Kokomo Transmission, Kokomo, Indiana

“It is inhumane! Corporate greed. Michigan, Indiana, Ohio, Illinois—we are red on the COVID-19 map.

“Why expose people to death on purpose? They have warehouses full of finished product. The UAW safety reps should be held accountable as well. If you feel that your life is threatened, you have the right to not do your job.

“Some plants have hundreds to thousands on one shift. That is a lot of people’s lives and their family they go home to in jeopardy for a vehicle. And people can’t pay their utilities. Who is running to buy a brand new car right now?”

Ford Stamping, Chicago, Illinois

“They tell us that we’re supposed to go back to work at Stamping on Monday, but why would we go back when the state government tells us that nothing is supposed to reopen until June 1st? Are we really that essential? I think if the government says to stay home, we should stay home.
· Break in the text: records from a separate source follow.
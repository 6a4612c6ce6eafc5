//! Request-scoped context: deadline, cancellation, and opaque values.

use std::any::Any;
use std::collections::HashMap;
use std::fmt;
use std::sync::atomic::{AtomicBool, Ordering};
use std::sync::Arc;
use std::time::{Duration, Instant};

/// The deadline, cancellation signal, and opaque key/value pairs a request
/// carries to its transport.
///
/// The library only stores and transfers the context; it never interprets
/// it. Transports are expected to honour the deadline and cancellation flag
/// the request carries at dispatch time.
///
/// Deriving a child (`with_value`, `with_deadline`, `with_cancellation`)
/// never mutates the parent, so a context captured in a base pipeline can be
/// shared across dispatches.
#[derive(Clone, Default)]
pub struct Context {
    deadline: Option<Instant>,
    cancelled: Option<Arc<AtomicBool>>,
    values: HashMap<String, Arc<dyn Any + Send + Sync>>,
}

impl Context {
    /// An empty context: no deadline, no cancellation, no values.
    pub fn new() -> Self {
        Self::default()
    }

    /// Derive a child context that expires at `deadline`.
    pub fn with_deadline(&self, deadline: Instant) -> Self {
        let mut child = self.clone();
        child.deadline = Some(deadline);
        child
    }

    /// Derive a child context that expires `timeout` from now.
    pub fn with_timeout(&self, timeout: Duration) -> Self {
        self.with_deadline(Instant::now() + timeout)
    }

    /// Derive a child context with one extra key binding.
    pub fn with_value(&self, key: impl Into<String>, value: impl Any + Send + Sync) -> Self {
        let mut child = self.clone();
        child.values.insert(key.into(), Arc::new(value));
        child
    }

    /// Derive a child context wired to a new cancellation handle.
    pub fn with_cancellation(&self) -> (Self, CancelToken) {
        let flag = Arc::new(AtomicBool::new(false));
        let mut child = self.clone();
        child.cancelled = Some(Arc::clone(&flag));
        (child, CancelToken { flag })
    }

    /// The deadline, if one is set.
    pub fn deadline(&self) -> Option<Instant> {
        self.deadline
    }

    /// Whether the context has been cancelled.
    pub fn is_cancelled(&self) -> bool {
        self.cancelled
            .as_ref()
            .is_some_and(|flag| flag.load(Ordering::SeqCst))
    }

    /// Look up a value bound with `with_value`, downcast to `T`.
    pub fn value<T: Any + Send + Sync>(&self, key: &str) -> Option<&T> {
        self.values.get(key).and_then(|value| value.downcast_ref())
    }
}

impl fmt::Debug for Context {
    fn fmt(&self, f: &mut fmt::Formatter<'_>) -> fmt::Result {
        f.debug_struct("Context")
            .field("deadline", &self.deadline)
            .field("cancelled", &self.is_cancelled())
            .field("values", &self.values.len())
            .finish()
    }
}

/// A handle that cancels the context it was derived from.
#[derive(Clone)]
pub struct CancelToken {
    flag: Arc<AtomicBool>,
}

impl CancelToken {
    /// Flip the context to cancelled. Idempotent.
    pub fn cancel(&self) {
        self.flag.store(true, Ordering::SeqCst);
    }
}

impl fmt::Debug for CancelToken {
    fn fmt(&self, f: &mut fmt::Formatter<'_>) -> fmt::Result {
        f.debug_struct("CancelToken")
            .field("cancelled", &self.flag.load(Ordering::SeqCst))
            .finish()
    }
}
“I don’t know what’s going to happen Monday. It’s going to be chaos. They want to split the C Crew shift between A Crew and B Crew, but right now there is not even enough work for A and B Crew to do to justify going back.”

The worker agreed that the government and the corporations ultimately looked after the same interests. “They’re not thinking of the virus infecting us. They’re thinking about the money, and the economy. But the problem is if so many people get sick and die, who is going to be left to run the economy?”

He was critical of the UAW and Ford’s proclamations that all necessary safety measures were being taken to protect workers who were being forced to return to the plant. “What is being safe? You can give us a mask, a face shield, gloves and hand sanitizer, but it’s still too hard not to come into contact with other people in there. It would be difficult staggering bathroom and break shifts.

“We also have the worst air quality in the plant. Even before the pandemic, the welding being done was not contained, so particles were floating in the air that we breathed in. I coughed up black particles every day because of it.”

He spoke to the sharpening class divide brought to the surface under the conditions of the pandemic. “When you’re rich you can be sheltered from the virus. Donald Trump can say whatever he wants about it and not wear a mask, but in reality, it’s [us] in the trenches who are dealing with it, at home barely able to make ends meet, without unemployment or a stimulus check.”